图重写模块

TensorRT-LLM 使用声明式方法来定义神经网络，并包含优化底层图的技术。它提供了一个类似于 PyTorch 的 Module 的包装器。当用户调用 forward 方法时，层会被降级为 TensorRT 的 ILayer，并成为 INetworkDefinition 的一部分。图重写（GW）模块可用于在 ILayer/INetworkDefinition 级别操作网络。

何时使用图重写？

对于网络操作，TensorRT-LLM 提供了两种选择：

模块重写： 此方法在触发forward方法（即创建TensorRT图）之前修改Module实例的成员。它在网络表示的最高级别上工作，并有助于修改操作序列（如修改SmoothQuant的GEMM +激活），
图重写： 图重写在触发forward方法后操作TensorRT的INetworkDefinition。它在更细粒度的ILayer级别上操作，并且可以跨多个模块实例改变结构。
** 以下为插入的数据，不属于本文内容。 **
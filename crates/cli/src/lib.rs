//! `cyclecount` command-line front end: configuration, commands and the
//! interactive count session.

pub mod cli;
pub mod commands;
pub mod config;
pub mod context;
pub mod output;
pub mod session;

pub use cli::{Cli, Commands};
pub use config::CycleCountConfig;
pub use context::{AppContext, DailyBatch};
pub use output::OutputFormat;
它通常用于层融合。

图重写（GW）在以下条件下理想使用：

当只有ILayer/INetworkDefinition可用时，
当模块重写会导致嵌套控制流或功能分散时。

图重写API

提供了几个核心API用于图重写：

FLayerInfo 用于检索功能的高级信息

对于所有位于functional.py中的层，一旦降低到INetworkDefinition，原始输入信息就会丢失，特别是对于在Python世界中不透明的TensorRT插件。FLayerInfo保存了它们的原始信息，作为一个包含Tensor、Python属性等输入的高级签名。有一个网络范围的单例称为FLayerInfoMemo，用于将每个ILayer映射到其对应的FLayerInfo。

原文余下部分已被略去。